─── SUPPLIED ENTRIES

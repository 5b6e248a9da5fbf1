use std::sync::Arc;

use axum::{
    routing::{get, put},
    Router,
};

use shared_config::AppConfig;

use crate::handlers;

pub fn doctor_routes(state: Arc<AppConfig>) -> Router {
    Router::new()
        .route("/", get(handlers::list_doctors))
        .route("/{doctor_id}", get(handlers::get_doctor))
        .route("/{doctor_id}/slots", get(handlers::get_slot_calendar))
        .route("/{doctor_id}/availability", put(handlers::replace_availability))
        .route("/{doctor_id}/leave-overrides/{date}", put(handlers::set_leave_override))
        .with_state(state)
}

──────
─── SUPPLIED ENTRIES

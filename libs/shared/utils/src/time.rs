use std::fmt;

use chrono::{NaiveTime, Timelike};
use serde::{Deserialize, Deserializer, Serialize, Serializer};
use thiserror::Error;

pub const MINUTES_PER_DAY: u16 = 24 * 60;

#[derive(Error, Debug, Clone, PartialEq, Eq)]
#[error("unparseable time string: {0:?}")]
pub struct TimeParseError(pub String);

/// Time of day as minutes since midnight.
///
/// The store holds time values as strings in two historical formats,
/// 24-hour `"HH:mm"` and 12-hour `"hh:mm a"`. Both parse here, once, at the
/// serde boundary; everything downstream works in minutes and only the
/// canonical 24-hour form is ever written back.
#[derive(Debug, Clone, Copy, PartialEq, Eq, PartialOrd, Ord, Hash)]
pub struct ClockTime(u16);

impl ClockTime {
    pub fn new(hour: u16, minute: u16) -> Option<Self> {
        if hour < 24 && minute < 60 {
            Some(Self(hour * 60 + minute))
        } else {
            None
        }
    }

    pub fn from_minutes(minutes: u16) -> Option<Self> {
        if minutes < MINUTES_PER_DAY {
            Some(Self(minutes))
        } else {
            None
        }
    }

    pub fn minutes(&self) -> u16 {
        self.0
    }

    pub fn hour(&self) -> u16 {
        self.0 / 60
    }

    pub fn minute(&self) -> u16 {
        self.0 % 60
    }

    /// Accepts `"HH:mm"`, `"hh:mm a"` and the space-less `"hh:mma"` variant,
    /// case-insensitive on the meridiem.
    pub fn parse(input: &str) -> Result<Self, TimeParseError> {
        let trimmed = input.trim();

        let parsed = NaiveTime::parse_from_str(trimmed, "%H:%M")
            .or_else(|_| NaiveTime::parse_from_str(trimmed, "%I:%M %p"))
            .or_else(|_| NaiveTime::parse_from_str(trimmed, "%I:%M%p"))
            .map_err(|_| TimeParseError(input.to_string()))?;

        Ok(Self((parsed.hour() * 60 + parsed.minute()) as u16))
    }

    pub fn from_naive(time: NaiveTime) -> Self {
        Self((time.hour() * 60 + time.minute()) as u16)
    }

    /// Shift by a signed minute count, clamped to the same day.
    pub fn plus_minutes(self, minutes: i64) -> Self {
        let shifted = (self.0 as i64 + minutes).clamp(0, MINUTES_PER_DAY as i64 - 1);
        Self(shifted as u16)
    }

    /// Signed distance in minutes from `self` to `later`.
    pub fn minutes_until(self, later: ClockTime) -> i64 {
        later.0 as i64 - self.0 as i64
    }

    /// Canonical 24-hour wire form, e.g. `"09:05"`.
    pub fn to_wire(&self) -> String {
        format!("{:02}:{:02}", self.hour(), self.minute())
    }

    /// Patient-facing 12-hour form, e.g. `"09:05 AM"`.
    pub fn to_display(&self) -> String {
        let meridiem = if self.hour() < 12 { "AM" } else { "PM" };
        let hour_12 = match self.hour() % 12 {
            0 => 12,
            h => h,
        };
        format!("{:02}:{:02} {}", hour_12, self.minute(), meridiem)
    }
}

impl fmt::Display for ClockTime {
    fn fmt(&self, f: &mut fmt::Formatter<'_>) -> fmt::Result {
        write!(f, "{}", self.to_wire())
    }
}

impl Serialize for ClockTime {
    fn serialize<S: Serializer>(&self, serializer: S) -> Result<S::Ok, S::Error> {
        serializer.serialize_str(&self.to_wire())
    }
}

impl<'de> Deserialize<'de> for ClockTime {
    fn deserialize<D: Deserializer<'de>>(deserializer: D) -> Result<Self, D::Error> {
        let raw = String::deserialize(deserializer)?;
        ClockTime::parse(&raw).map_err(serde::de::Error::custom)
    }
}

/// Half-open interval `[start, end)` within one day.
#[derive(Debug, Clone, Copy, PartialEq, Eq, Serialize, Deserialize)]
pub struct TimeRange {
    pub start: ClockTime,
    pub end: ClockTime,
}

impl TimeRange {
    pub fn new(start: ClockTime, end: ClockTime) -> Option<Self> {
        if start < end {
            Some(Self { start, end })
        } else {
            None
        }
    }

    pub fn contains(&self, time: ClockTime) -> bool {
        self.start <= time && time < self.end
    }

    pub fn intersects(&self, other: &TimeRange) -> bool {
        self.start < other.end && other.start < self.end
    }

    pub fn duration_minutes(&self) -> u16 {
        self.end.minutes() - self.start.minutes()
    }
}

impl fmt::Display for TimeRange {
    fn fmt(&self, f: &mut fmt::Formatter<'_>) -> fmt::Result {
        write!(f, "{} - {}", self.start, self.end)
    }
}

──────

PROBLEM TO SOLVE
For each line in the data above that contains the string "Clone", extract the line.

EXERCISE OUTPUT
#[derive(Error, Debug, Clone, PartialEq, Eq)]
#[derive(Debug, Clone, Copy, PartialEq, Eq, PartialOrd, Ord, Hash)]
#[derive(Debug, Clone, Copy, PartialEq, Eq, Serialize, Deserialize)]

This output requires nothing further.